This notebook is supposed to serve as a starting point and/or inspiration when starting exercise 1, part II.

One of the goals of this exercise is o make you acquainted with **skorch**. You will probably need to consult the [documentation](https://skorch.readthedocs.io/en/stable/).

# Installing skorch and loading libraries

In [1]:
import subprocess

# Installation on Google Colab
try:
    import google.colab
    subprocess.run(['python', '-m', 'pip', 'install', 'skorch'])
except ImportError:
    pass

In [2]:
import torch
from torch import nn
import torch.nn.functional as F
from skorch import NeuralNetClassifier

import pandas as pd
import numpy as np
import csv
import re
import string
from collections import defaultdict

# Set seed for reproducibility
seed = 42
np.random.seed(seed)
torch.manual_seed(seed)
torch.cuda.manual_seed(seed)

## Training a classifier and making predictions

In [3]:
# Download dataset
!gdown 1QP6YuwdKFNUPpvhOaAcvv2Pcp4JMbIRs # x_train
!gdown 1QVo7PZAdiZKzifK8kwhEr_umosiDCUx6 # x_test
!gdown 1QbBeKcmG2ZyAEFB3AKGTgSWQ1YEMn2jl # y_train
!gdown 1QaZj6bI7_78ymnN8IpSk4gVvg-C9fA6X # y_test

Downloading...
From: https://drive.google.com/uc?id=1QP6YuwdKFNUPpvhOaAcvv2Pcp4JMbIRs
To: /content/x_train.txt
100% 64.1M/64.1M [00:02<00:00, 27.4MB/s]
Downloading...
From: https://drive.google.com/uc?id=1QVo7PZAdiZKzifK8kwhEr_umosiDCUx6
To: /content/x_test.txt
100% 65.2M/65.2M [00:02<00:00, 26.9MB/s]
Downloading...
From: https://drive.google.com/uc?id=1QbBeKcmG2ZyAEFB3AKGTgSWQ1YEMn2jl
To: /content/y_train.txt
100% 480k/480k [00:00<00:00, 103MB/s]
Downloading...
From: https://drive.google.com/uc?id=1QaZj6bI7_78ymnN8IpSk4gVvg-C9fA6X
To: /content/y_test.txt
100% 480k/480k [00:00<00:00, 122MB/s]


In [19]:
with open(f'x_train.txt') as f:
    x_train = f.read().splitlines()
with open(f'y_train.txt') as f:
    y_train = f.read().splitlines()
with open(f'x_test.txt') as f:
    x_test = f.read().splitlines()
with open(f'y_test.txt') as f:
    y_test = f.read().splitlines()

In [20]:
# Combine x_train and y_train into one dataframe
train_df = pd.DataFrame({'text': x_train, 'label': y_train})
# Write train_df to csv with tab as separator
train_df.to_csv('train_df.csv', index=False, sep='\t')
# Comibne x_test and y_test into one dataframe
test_df = pd.DataFrame({'text': x_test, 'label': y_test})
# Inspect the first 5 items in the train split
train_df.head()

Unnamed: 0,text,label
0,Klement Gottwaldi surnukeha palsameeriti ning ...,est
1,"Sebes, Joseph; Pereira Thomas (1961) (på eng)....",swe
2,भारतीय स्वातन्त्र्य आन्दोलन राष्ट्रीय एवम क्षे...,mai
3,"Après lo cort periòde d'establiment a Basilèa,...",oci
4,ถนนเจริญกรุง (อักษรโรมัน: Thanon Charoen Krung...,tha


### Data preparation

Prepare your dataset for this experiment using the same method as you did in part 1.

Get a subset of the train/test data that includes 20 languages.
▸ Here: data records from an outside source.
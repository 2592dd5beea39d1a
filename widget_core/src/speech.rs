use serde::{Deserialize, Serialize};

use crate::error::{WidgetError, WidgetResult};

pub const MIN_RATE: f32 = 0.5;
pub const MAX_RATE: f32 = 2.0;
pub const MIN_PITCH: f32 = 0.5;
pub const MAX_PITCH: f32 = 2.0;

#[derive(Debug, Deserialize, Clone, Copy, PartialEq)]
#[serde(default, rename_all = "camelCase")]
pub struct SpeechOptions {
    pub rate: f32,
    pub pitch: f32,
}

impl Default for SpeechOptions {
    fn default() -> Self {
        Self {
            rate: 1.0,
            pitch: 1.0,
        }
    }
}

#[derive(Debug, Serialize, PartialEq)]
#[serde(rename_all = "camelCase")]
pub struct UtterancePlan {
    pub text: String,
    pub rate: f32,
    pub pitch: f32,
}

fn clamp_or_default(value: f32, min: f32, max: f32) -> f32 {
    if value.is_finite() {
        value.clamp(min, max)
    } else {
        1.0
    }
}

pub fn plan_utterance(text: &str, options: SpeechOptions) -> WidgetResult<UtterancePlan> {
    if text.trim().is_empty() {
        return Err(WidgetError::EmptyInput("text to speak"));
    }
    Ok(UtterancePlan {
        text: text.to_string(),
        rate: clamp_or_default(options.rate, MIN_RATE, MAX_RATE),
        pitch: clamp_or_default(options.pitch, MIN_PITCH, MAX_PITCH),
    })
}

#[cfg(target_arch = "wasm32")]
fn synthesizer() -> WidgetResult<web_sys::SpeechSynthesis> {
    web_sys::window()
        .ok_or(WidgetError::Browser("window"))?
        .speech_synthesis()
        .map_err(|_| WidgetError::Browser("speech synthesis not supported"))
}

/// Queues the utterance with the browser's speech engine.
#[cfg(target_arch = "wasm32")]
pub fn speak(plan: &UtterancePlan) -> WidgetResult<()> {
    let synth = synthesizer()?;
    let utterance = web_sys::SpeechSynthesisUtterance::new_with_text(&plan.text)
        .map_err(|_| WidgetError::Browser("speech synthesis not supported"))?;
    utterance.set_rate(plan.rate);
    utterance.set_pitch(plan.pitch);
    synth.speak(&utterance);
    log::debug!(
        "speaking {} chars at rate {} pitch {}",
        plan.text.len(),
        plan.rate,
        plan.pitch
    );
    Ok(())
}

#[cfg(not(target_arch = "wasm32"))]
pub fn speak(_plan: &UtterancePlan) -> WidgetResult<()> {
    Err(WidgetError::Browser("speech synthesis not supported"))
}

#[cfg(target_arch = "wasm32")]
pub fn cancel() -> WidgetResult<()> {
    synthesizer()?.cancel();
    Ok(())
}

#[cfg(not(target_arch = "wasm32"))]
pub fn cancel() -> WidgetResult<()> {
    Err(WidgetError::Browser("speech synthesis not supported"))
}

#[cfg(test)]
mod tests {
    use super::*;

    #[test]
    fn defaults_are_normal_speed_and_pitch() {
        let plan = plan_utterance("hello", SpeechOptions::default()).unwrap();
        assert_eq!(plan.rate, 1.0);
        assert_eq!(plan.pitch, 1.0);
    }

    #[test]
    fn rate_and_pitch_are_clamped() {
        let plan = plan_utterance(
            "hello",
            SpeechOptions {
                rate: 5.0,
                pitch: 0.1,
            },
        )
        .unwrap();
        assert_eq!(plan.rate, MAX_RATE);
        assert_eq!(plan.pitch, MIN_PITCH);
        let plan = plan_utterance(
            "hello",
            SpeechOptions {
                rate: f32::NAN,
                pitch: 1.5,
            },
        )
        .unwrap();
        assert_eq!(plan.rate, 1.0);
        assert_eq!(plan.pitch, 1.5);
    }

    #[test]
    fn blank_text_is_rejected() {
        assert_eq!(
            plan_utterance(" \n", SpeechOptions::default()).unwrap_err(),
            WidgetError::EmptyInput("text to speak")
        );
    }

    #[test]
    fn host_has_no_speech_engine() {
        let plan = plan_utterance("hi", SpeechOptions::default()).unwrap();
        assert!(matches!(speak(&plan), Err(WidgetError::Browser(_))));
        assert!(cancel().is_err());
    }
}
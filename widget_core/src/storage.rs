//! `localStorage` helpers. Outside the browser every call is a no-op so the
//! widgets stay testable on the host.

use serde::Serialize;

use crate::error::WidgetResult;

#[cfg(target_arch = "wasm32")]
fn local_storage() -> Option<web_sys::Storage> {
    web_sys::window().and_then(|w| w.local_storage().ok().flatten())
}

/// Raw string stored under `key`, if storage is reachable and the key exists.
pub fn load_raw(key: &str) -> Option<String> {
    #[cfg(target_arch = "wasm32")]
    {
        local_storage()?.get_item(key).ok().flatten()
    }
    #[cfg(not(target_arch = "wasm32"))]
    {
        let _ = key;
        None
    }
}

/// Serialises `value` as JSON under `key`. A missing or full storage is
/// logged, not fatal.
pub fn save_json<T: Serialize + ?Sized>(key: &str, value: &T) -> WidgetResult<()> {
    let raw = serde_json::to_string(value)?;
    #[cfg(target_arch = "wasm32")]
    {
        match local_storage() {
            Some(storage) => {
                if storage.set_item(key, &raw).is_err() {
                    log::warn!("localStorage rejected write for {key}");
                }
            }
            None => log::warn!("localStorage unavailable, {key} not saved"),
        }
    }
    #[cfg(not(target_arch = "wasm32"))]
    {
        let _ = (key, raw);
    }
    Ok(())
}

pub fn remove(key: &str) {
    #[cfg(target_arch = "wasm32")]
    {
        if let Some(storage) = local_storage() {
            let _ = storage.remove_item(key);
        }
    }
    #[cfg(not(target_arch = "wasm32"))]
    {
        let _ = key;
    }
}
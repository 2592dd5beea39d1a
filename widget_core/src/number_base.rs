use num_bigint::BigInt;
use serde::Serialize;

use crate::error::{WidgetError, WidgetResult};

#[derive(Debug, Serialize, Default, PartialEq, Eq)]
pub struct NumberBases {
    pub binary: String,
    pub octal: String,
    pub decimal: String,
    pub hexadecimal: String,
}

#[derive(Debug, Clone, Copy, PartialEq, Eq)]
enum Radix {
    Binary,
    Octal,
    Decimal,
    Hex,
}

impl Radix {
    fn parse(input: &str) -> WidgetResult<Self> {
        match input.trim().to_ascii_lowercase().as_str() {
            "2" | "bin" | "binary" => Ok(Self::Binary),
            "8" | "oct" | "octal" => Ok(Self::Octal),
            "10" | "dec" | "decimal" => Ok(Self::Decimal),
            "16" | "hex" | "hexadecimal" => Ok(Self::Hex),
            other => Err(WidgetError::unsupported("base", other)),
        }
    }

    fn value(self) -> u32 {
        match self {
            Self::Binary => 2,
            Self::Octal => 8,
            Self::Decimal => 10,
            Self::Hex => 16,
        }
    }

    fn label(self) -> &'static str {
        match self {
            Self::Binary => "binary",
            Self::Octal => "octal",
            Self::Decimal => "decimal",
            Self::Hex => "hexadecimal",
        }
    }

    fn strip_prefix(self, digits: &str) -> &str {
        let prefixes: &[&str] = match self {
            Self::Binary => &["0b", "0B"],
            Self::Octal => &["0o", "0O"],
            Self::Hex => &["0x", "0X"],
            Self::Decimal => &[],
        };
        prefixes
            .iter()
            .find_map(|prefix| digits.strip_prefix(prefix))
            .unwrap_or(digits)
    }
}

pub fn convert_number_base_internal(base: &str, value: &str) -> WidgetResult<NumberBases> {
    let num = parse_number_by_base(base, value)?;
    Ok(NumberBases {
        binary: num.to_str_radix(2),
        octal: num.to_str_radix(8),
        decimal: num.to_str_radix(10),
        hexadecimal: num.to_str_radix(16).to_uppercase(),
    })
}

pub(crate) fn parse_number_by_base(base: &str, value: &str) -> WidgetResult<BigInt> {
    let radix = Radix::parse(base)?;
    let cleaned = value.trim().replace('_', "");
    if cleaned.is_empty() {
        return Err(WidgetError::EmptyInput("number"));
    }
    let (negative, unsigned) = match cleaned.strip_prefix('-') {
        Some(rest) => (true, rest),
        None => (false, cleaned.strip_prefix('+').unwrap_or(&cleaned)),
    };
    let digits = radix.strip_prefix(unsigned);
    if digits.is_empty() {
        return Err(WidgetError::EmptyInput("number"));
    }
    let not_in_base =
        || WidgetError::invalid("number", format!("{value:?} is not a {} value", radix.label()));
    // The sign was consumed above; `parse_bytes` would accept a second one.
    if digits.starts_with(['+', '-']) {
        return Err(not_in_base());
    }
    let num = BigInt::parse_bytes(digits.as_bytes(), radix.value()).ok_or_else(not_in_base)?;
    Ok(if negative { -num } else { num })
}

#[cfg(test)]
mod tests {
    use super::*;

    #[test]
    fn hex_input_fans_out_to_all_bases() {
        let bases = convert_number_base_internal("hex", "0xff").unwrap();
        assert_eq!(bases.binary, "11111111");
        assert_eq!(bases.octal, "377");
        assert_eq!(bases.decimal, "255");
        assert_eq!(bases.hexadecimal, "FF");
    }

    #[test]
    fn numeric_base_names_are_accepted() {
        let bases = convert_number_base_internal("10", "100").unwrap();
        assert_eq!(bases.binary, "1100100");
        assert_eq!(bases.hexadecimal, "64");
    }

    #[test]
    fn negative_binary_keeps_sign() {
        let num = parse_number_by_base("binary", "-0b1010").unwrap();
        assert_eq!(num.to_string(), "-10");
    }

    #[test]
    fn values_beyond_u64_stay_exact() {
        let bases = convert_number_base_internal("decimal", "18446744073709551616").unwrap();
        assert_eq!(bases.hexadecimal, "10000000000000000");
    }

    #[test]
    fn digits_outside_the_base_are_rejected() {
        let err = convert_number_base_internal("octal", "19").unwrap_err();
        assert!(err.to_string().contains("octal"), "msg: {err}");
        assert_eq!(
            convert_number_base_internal("binary", "  ").unwrap_err(),
            WidgetError::EmptyInput("number")
        );
        assert!(convert_number_base_internal("base64", "1").is_err());
    }

    #[test]
    fn doubled_signs_are_rejected() {
        assert!(convert_number_base_internal("decimal", "--5").is_err());
        assert!(convert_number_base_internal("decimal", "+-5").is_err());
        assert!(convert_number_base_internal("hex", "-0x-ff").is_err());
        assert!(convert_number_base_internal("hex", "0x+ff").is_err());
        assert_eq!(convert_number_base_internal("hex", "-0xff").unwrap().decimal, "-255");
    }
}
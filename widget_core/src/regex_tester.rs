//! Regular expression tester: runs a pattern over sample text and reports
//! matches with JS-compatible (UTF-16) offsets plus highlight segments.

use std::collections::BTreeMap;

use regex::{Regex, RegexBuilder};
use serde::{Deserialize, Serialize};

use crate::error::{WidgetError, WidgetResult};

// Keep pathological patterns such as `a*` on large inputs from flooding the UI.
const MAX_MATCHES: usize = 10_000;

#[derive(Debug, Clone, Copy, Deserialize, PartialEq, Eq)]
#[serde(default, rename_all = "camelCase")]
pub struct RegexFlags {
    pub global: bool,
    pub ignore_case: bool,
    pub multiline: bool,
    pub dot_all: bool,
}

impl Default for RegexFlags {
    fn default() -> Self {
        Self {
            global: true,
            ignore_case: false,
            multiline: false,
            dot_all: false,
        }
    }
}

#[derive(Debug, Serialize, PartialEq, Eq)]
#[serde(rename_all = "camelCase")]
pub struct RegexMatch {
    #[serde(rename = "match")]
    pub text: String,
    /// Offset in UTF-16 code units, as the page indexes strings.
    pub index: usize,
    pub byte_index: usize,
    pub groups: Vec<Option<String>>,
    pub named_groups: BTreeMap<String, Option<String>>,
}

#[derive(Debug, Serialize, PartialEq, Eq)]
pub struct Segment {
    pub text: String,
    pub matched: bool,
}

#[derive(Debug, Serialize, PartialEq, Eq)]
#[serde(rename_all = "camelCase")]
pub struct RegexTestResult {
    pub pattern: String,
    pub flags: String,
    pub matches: Vec<RegexMatch>,
    pub segments: Vec<Segment>,
    pub truncated: bool,
}

/// Splits `/body/flags` literals; anything else is a bare pattern.
fn split_literal(pattern: &str, mut flags: RegexFlags) -> WidgetResult<(String, RegexFlags)> {
    let Some(rest) = pattern.strip_prefix('/') else {
        return Ok((pattern.to_string(), flags));
    };
    let Some(end) = rest.rfind('/') else {
        return Ok((pattern.to_string(), flags));
    };
    let (body, suffix) = (&rest[..end], &rest[end + 1..]);
    if !suffix.is_empty() {
        // Literal flags replace the checkbox state entirely.
        flags = RegexFlags {
            global: false,
            ignore_case: false,
            multiline: false,
            dot_all: false,
        };
    }
    for flag in suffix.chars() {
        match flag {
            'g' => flags.global = true,
            'i' => flags.ignore_case = true,
            'm' => flags.multiline = true,
            's' => flags.dot_all = true,
            other => return Err(WidgetError::unsupported("regex flag", other.to_string())),
        }
    }
    Ok((body.to_string(), flags))
}

fn flag_string(flags: RegexFlags) -> String {
    [
        (flags.global, 'g'),
        (flags.ignore_case, 'i'),
        (flags.multiline, 'm'),
        (flags.dot_all, 's'),
    ]
    .iter()
    .filter(|(on, _)| *on)
    .map(|(_, ch)| *ch)
    .collect()
}

pub fn compile_pattern(pattern: &str, flags: RegexFlags) -> WidgetResult<(Regex, RegexFlags)> {
    if pattern.trim().is_empty() {
        return Err(WidgetError::EmptyInput("regex pattern"));
    }
    let (body, flags) = split_literal(pattern, flags)?;
    if body.is_empty() {
        return Err(WidgetError::EmptyInput("regex pattern"));
    }
    let regex = RegexBuilder::new(&body)
        .case_insensitive(flags.ignore_case)
        .multi_line(flags.multiline)
        .dot_matches_new_line(flags.dot_all)
        .build()
        .map_err(|err| WidgetError::Regex(err.to_string()))?;
    Ok((regex, flags))
}

pub fn test_regex_internal(
    pattern: &str,
    text: &str,
    flags: RegexFlags,
) -> WidgetResult<RegexTestResult> {
    let (regex, flags) = compile_pattern(pattern, flags)?;
    let names: Vec<Option<&str>> = regex.capture_names().skip(1).collect();

    let mut matches = Vec::new();
    let mut truncated = false;
    let mut utf16_cursor = (0usize, 0usize);
    for caps in regex.captures_iter(text) {
        if matches.len() == MAX_MATCHES {
            truncated = true;
            break;
        }
        let Some(whole) = caps.get(0) else {
            continue;
        };
        let (byte_pos, utf16_pos) = utf16_cursor;
        let index = utf16_pos + text[byte_pos..whole.start()].encode_utf16().count();
        utf16_cursor = (whole.start(), index);

        let groups = (1..caps.len())
            .map(|idx| caps.get(idx).map(|m| m.as_str().to_string()))
            .collect();
        let named_groups = names
            .iter()
            .enumerate()
            .filter_map(|(offset, name)| {
                name.map(|n| {
                    (
                        n.to_string(),
                        caps.get(offset + 1).map(|m| m.as_str().to_string()),
                    )
                })
            })
            .collect();
        matches.push(RegexMatch {
            text: whole.as_str().to_string(),
            index,
            byte_index: whole.start(),
            groups,
            named_groups,
        });
        if !flags.global {
            break;
        }
    }
    log::debug!("regex {pattern:?} matched {} time(s)", matches.len());

    let segments = highlight_segments(text, &matches);
    Ok(RegexTestResult {
        pattern: regex.as_str().to_string(),
        flags: flag_string(flags),
        matches,
        segments,
        truncated,
    })
}

/// Alternating plain/matched runs covering the whole text. Empty matches add
/// no segment.
fn highlight_segments(text: &str, matches: &[RegexMatch]) -> Vec<Segment> {
    let mut segments = Vec::new();
    let mut last = 0;
    for m in matches {
        if m.text.is_empty() || m.byte_index < last {
            continue;
        }
        if m.byte_index > last {
            segments.push(Segment {
                text: text[last..m.byte_index].to_string(),
                matched: false,
            });
        }
        segments.push(Segment {
            text: m.text.clone(),
            matched: true,
        });
        last = m.byte_index + m.text.len();
    }
    if last < text.len() || segments.is_empty() {
        segments.push(Segment {
            text: text[last..].to_string(),
            matched: false,
        });
    }
    segments
}

#[cfg(test)]
mod tests {
    use super::*;

    #[test]
    fn global_search_finds_every_match_with_groups() {
        let result =
            test_regex_internal(r"(\w+)@(\w+)\.com", "a@b.com, c@d.com", RegexFlags::default())
                .unwrap();
        assert_eq!(result.matches.len(), 2);
        assert_eq!(result.matches[1].text, "c@d.com");
        assert_eq!(result.matches[1].index, 9);
        assert_eq!(
            result.matches[0].groups,
            vec![Some("a".to_string()), Some("b".to_string())]
        );
    }

    #[test]
    fn non_global_stops_after_first_match() {
        let flags = RegexFlags {
            global: false,
            ..RegexFlags::default()
        };
        let result = test_regex_internal(r"\d", "a1b2", flags).unwrap();
        assert_eq!(result.matches.len(), 1);
        assert_eq!(result.flags, "");
    }

    #[test]
    fn literal_syntax_overrides_checkbox_flags() {
        let result = test_regex_internal("/HELLO/i", "hello Hello", RegexFlags::default()).unwrap();
        assert_eq!(result.flags, "i");
        assert_eq!(result.matches.len(), 1);
        let result = test_regex_internal("/HELLO/gi", "hello Hello", RegexFlags::default()).unwrap();
        assert_eq!(result.matches.len(), 2);
    }

    #[test]
    fn multiline_anchors_each_line() {
        let flags = RegexFlags {
            multiline: true,
            ..RegexFlags::default()
        };
        let result = test_regex_internal("^x", "x\nx\ny", flags).unwrap();
        assert_eq!(result.matches.len(), 2);
    }

    #[test]
    fn empty_matches_do_not_loop_forever() {
        let result = test_regex_internal("a*", "baa", RegexFlags::default()).unwrap();
        assert!(result.matches.len() >= 2);
        assert!(!result.truncated);
        let joined: String = result.segments.iter().map(|s| s.text.as_str()).collect();
        assert_eq!(joined, "baa");
    }

    #[test]
    fn indexes_count_utf16_units() {
        let result = test_regex_internal("x", "😀x", RegexFlags::default()).unwrap();
        assert_eq!(result.matches[0].index, 2);
        assert_eq!(result.matches[0].byte_index, 4);
    }

    #[test]
    fn unmatched_optional_group_is_none() {
        let result = test_regex_internal("(?P<word>a)(b)?", "a", RegexFlags::default()).unwrap();
        assert_eq!(result.matches[0].groups, vec![Some("a".to_string()), None]);
        assert_eq!(
            result.matches[0].named_groups.get("word"),
            Some(&Some("a".to_string()))
        );
    }

    #[test]
    fn segments_cover_text() {
        let result = test_regex_internal("b", "abc", RegexFlags::default()).unwrap();
        let shape: Vec<_> = result
            .segments
            .iter()
            .map(|s| (s.text.as_str(), s.matched))
            .collect();
        assert_eq!(shape, vec![("a", false), ("b", true), ("c", false)]);
    }

    #[test]
    fn invalid_patterns_report_errors() {
        assert_eq!(
            test_regex_internal("  ", "x", RegexFlags::default()).unwrap_err(),
            WidgetError::EmptyInput("regex pattern")
        );
        assert!(matches!(
            test_regex_internal("(", "x", RegexFlags::default()).unwrap_err(),
            WidgetError::Regex(_)
        ));
        assert!(test_regex_internal("/a/y", "a", RegexFlags::default()).is_err());
        assert!(test_regex_internal("/a/u", "a", RegexFlags::default()).is_err());
    }
}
Include English, German, Dutch, Danish, Swedish, Norwegian, and Japanese, plus 13 additional languages of your choice based on the items in the list of labels.

Don't forget to encode your labels using the adjusted code snippet from part 1!


In [21]:
# TODO: Create your train/test subsets of languages
# Note, make sure these are the same as what you used in Part 1!

# Create a list of languages to include
languages = ['eng', 'deu', 'nld', 'dan', 'swe', 'nor', 'jpn', 'fra', 'spa', 'ita', 'por', 'rus', 'zho', 'ara', 'hin', 'ben', 'kor', 'tur', 'vie', 'ind']

train_df_subset = train_df[train_df['label'].isin(languages)]
test_df_subset = test_df[test_df['label'].isin(languages)]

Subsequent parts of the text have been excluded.